Encontré su nombre leyendo El libro de los muertos, un texto en el que Limónov reúne retratos de celebridades o personas oscuras que ha conocido durante su vida y que tienen en común el hecho de estar muertas. Describe a Vadim Delaunay tal como yo le recuerdo: muy joven, apenas veinte años, muy guapo, muy cordial. Eduard dice que todo el mundo le quería. Descendía del marqués de Launay, que en 1789 estaba al mando de la guardia de la Bastilla. Su familia había emigrado a Rusia para huir de la Revolución y sin duda a estos orígenes debía —algo excepcional bajo Brézhnev— que se le recibiera en casa de un diplomático extranjero. Escribía poemas. Era el benjamín de los smoguistas, el movimiento del que Brusilovski había hablado hasta la saciedad en Járkov a Anna y Eduard. He confrontado las fechas: me permiten imaginar que después de haber pasado toda la comida en casa del agregado cultural hablando de los tres mosqueteros con un niño francés, Vadim Delaunay, el mismo día, se hubiera ido al seminario de Arseni Tarkovski y hubiese asistido a los inicios del poeta Limónov en el underground moscovita.

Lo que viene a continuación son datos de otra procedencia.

//! Back-End Memory Media.
//!
//! The command scheduler drives a `MemoryMedium`: it asks whether the medium
//! is busy and whether a queued burst is eligible, issues bursts and learns
//! when their data is ready. The medium owns its internal timing state (banks,
//! open rows, refresh, media write buffers) and the backing store that holds
//! the data.
//!
//! Two reference media are provided: a DDR4-style DRAM and an NVM with slow,
//! buffered writes.

/// DDR-style DRAM medium.
pub mod dram;

/// Non-volatile medium with buffered writes.
pub mod nvm;

/// Sparse byte store backing a medium.
pub mod store;

pub use dram::{Dram, DramTiming};
pub use nvm::{Nvm, NvmTiming};
pub use store::BackingStore;

use crate::common::{AddrRange, Direction, Fault, PacketId, Tick};

/// One medium burst waiting in, or issued from, a scheduler queue.
#[derive(Clone, Debug)]
pub struct MemCommand {
    /// Request this burst belongs to.
    pub pkt_id: PacketId,
    pub dir: Direction,
    /// First byte of the request inside this burst.
    pub addr: u64,
    /// Bytes of the request that fall in this burst.
    pub size: u64,
    /// Priority tier, fixed at insertion.
    pub qos: u8,
    /// Time the burst entered the scheduler.
    pub entry_time: Tick,
}

/// Timing of an issued burst.
#[derive(Clone, Copy, Debug, PartialEq, Eq)]
pub struct IssueTiming {
    /// Time the column command (or media command) was issued.
    pub cmd_at: Tick,
    /// Time the burst's data transfer completed.
    pub ready_at: Tick,
    /// Row buffer hit, for media with row buffers.
    pub row_hit: Option<bool>,
}

/// Timing interface the command scheduler consumes.
pub trait MemoryMedium {
    /// Short name used in logs.
    fn name(&self) -> &str;

    /// Address range held by the medium.
    fn range(&self) -> AddrRange;

    /// Size of one burst in bytes.
    fn burst_size(&self) -> u64;

    /// Returns `true` while the medium cannot accept any command, e.g.
    /// during refresh.
    fn is_busy(&self, now: Tick) -> bool;

    /// Earliest time at which a busy medium, or a medium with no eligible
    /// command, should be asked again.
    fn wake_at(&self, now: Tick) -> Tick;

    /// Earliest time the next command may be issued.
    fn next_request_time(&self) -> Tick;

    /// Returns `true` if `cmd` could be issued at `now`.
    fn is_eligible(&self, cmd: &MemCommand, now: Tick) -> bool;

    /// Issues a burst.
    ///
    /// # Arguments
    ///
    /// * `cmd` - The burst to issue.
    /// * `now` - Current simulated time.
    /// * `gap` - Bus turnaround penalty charged before the burst's data.
    fn issue(&mut self, cmd: &MemCommand, now: Tick, gap: Tick) -> Result<IssueTiming, Fault>;

    /// Returns `true` if the medium cannot take more writes right now.
    fn blocks_writes_now(&self, now: Tick) -> bool;

    /// Minimum gap when the bus turns from writes to reads.
    fn write_to_read_gap(&self) -> Tick;

    /// Minimum gap when the bus turns from reads to writes.
    fn read_to_write_gap(&self) -> Tick;

    /// Time at which every media operation issued so far has completed.
    fn drained_at(&self) -> Tick;

    /// Returns `true` once no media operation is in flight.
    fn is_internally_drained(&self, now: Tick) -> bool {
        self.drained_at() <= now
    }

    fn store(&self) -> &BackingStore;

    fn store_mut(&mut self) -> &mut BackingStore;
}
//! CXL Memory-Expansion Link Simulator Library.
//!
//! This crate models the timing and flow control of a CXL.mem link between a
//! host and a memory expander. Requests travel from a synthetic host through
//! the host-side CXL bridge and the CXL device into the device's memory
//! controller, which arbitrates a DRAM or NVM medium. Every hop queues,
//! delays and, when its buffers fill up, refuses traffic until it can take
//! more.
//!
//! # Architecture
//!
//! * **Relay**: bounded request and response queues with reservation-based
//!   admission control and retry signalling, used for the bridge and the
//!   device.
//! * **Command Scheduler**: per-direction priority queues, write-drain
//!   hysteresis and bus turnaround penalties in front of the medium.
//! * **Latency Model**: additive, cause-attributed latency composition.
//!
//! # Modules
//!
//! * `common`: Time, addresses, packets, faults and errors.
//! * `config`: Configuration loading and parsing.
//! * `sim`: Event queue, simulator loop and host workload.
//! * `soc`: The modeled link hardware.
//! * `stats`: Statistics collection and reporting.

/// Shared types: simulated time, address ranges, packets and errors.
///
/// Provides the data structures every component exchanges and the fault
/// type that ends a run when an invariant is broken.
pub mod common;

/// Configuration system for the link, the controller, the medium and the
/// workload.
///
/// Loads and parses TOML configuration files with unit-suffixed latencies
/// and sizes.
pub mod config;

/// Simulation harness: event queue, driver and synthetic workload.
pub mod sim;

/// The modeled link: relays, CXL hop policies, scheduler, media and builder.
pub mod soc;

/// Statistics collection and reporting.
///
/// Tracks counters and distributions recorded by every component during
/// the run and prints or serialises them afterwards.
pub mod stats;

pub use config::Config;
pub use sim::Simulator;
pub use soc::System;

Existía la literatura oficial. Los ingenieros del alma, como Stalin había llamado un día a los escritores. Los realistas-socialistas, fieles a esta línea. La cohorte de los Shólojov, Fadiéiev, Símonov, con apartamentos, dachas, viajes al extranjero, acceso a las tiendas para las jerarquías del partido, obras completas encuadernadas, con tiradas de miles de ejemplares y coronadas por el Premio Lenin. Pero estos privilegiados no lo tenían todo. Lo que ganaban en confort y seguridad lo perdían en amor propio. En los tiempos heroicos de la construcción del socialismo, todavía podían creer en lo que escribían, estar orgullosos de lo que eran, pero en la época de Brézhnev, del estalinismo blando y la nomenklatura, estas ilusiones ya no eran posibles. Sabían bien que servían a un régimen podrido, que habían vendido su alma y que los demás lo sabían. Solzhenitsyn advirtió los remordimientos de todos ellos: uno de los aspectos más perniciosos del sistema soviético es que si no eras un mártir no podías ser honesto. No podías enorgullecerte de ti mismo. Si no estaban completamente embrutecidos o no eran unos cínicos, los escritores oficiales se avergonzaban de lo que hacían, de lo que eran. Se avergonzaban de escribir en Pravda grandes artículos denunciando a Pasternak en 1957, a Brodsky en 1964, a Siniavski y Dániel en 1966, a Solzhenitsyn en 1969, siendo así que en el secreto de su corazón les envidiaban. Sabían que eran ellos los grandes héroes de su tiempo, los grandes escritores rusos a los que el pueblo se acerca a preguntarles, como a Tolstói en el pasado: «¿Qué está bien? ¿Qué está mal?» Los más abúlicos suspiraban que si sólo hubiera dependido de ellos habrían seguido estos ejemplos apasionantes, pero claro, tenían familia, hijos que cursaban largos estudios, todas las excelentes razones para colaborar que tiene cada cual para no militar en las filas de la disidencia. Muchos se alcoholizaban, algunos como Fadiéiev se suicidaban. Los más astutos, que eran también los más jóvenes, aprendían a jugar a dos bandas. Era factible, el poder necesitaba a esos moderados y exportables disidentes a medias, que Aragon era un especialista en acoger en Francia con los brazos abiertos. Evgueni Evtushenko, al que volveremos más adelante, destacaba en este cometido.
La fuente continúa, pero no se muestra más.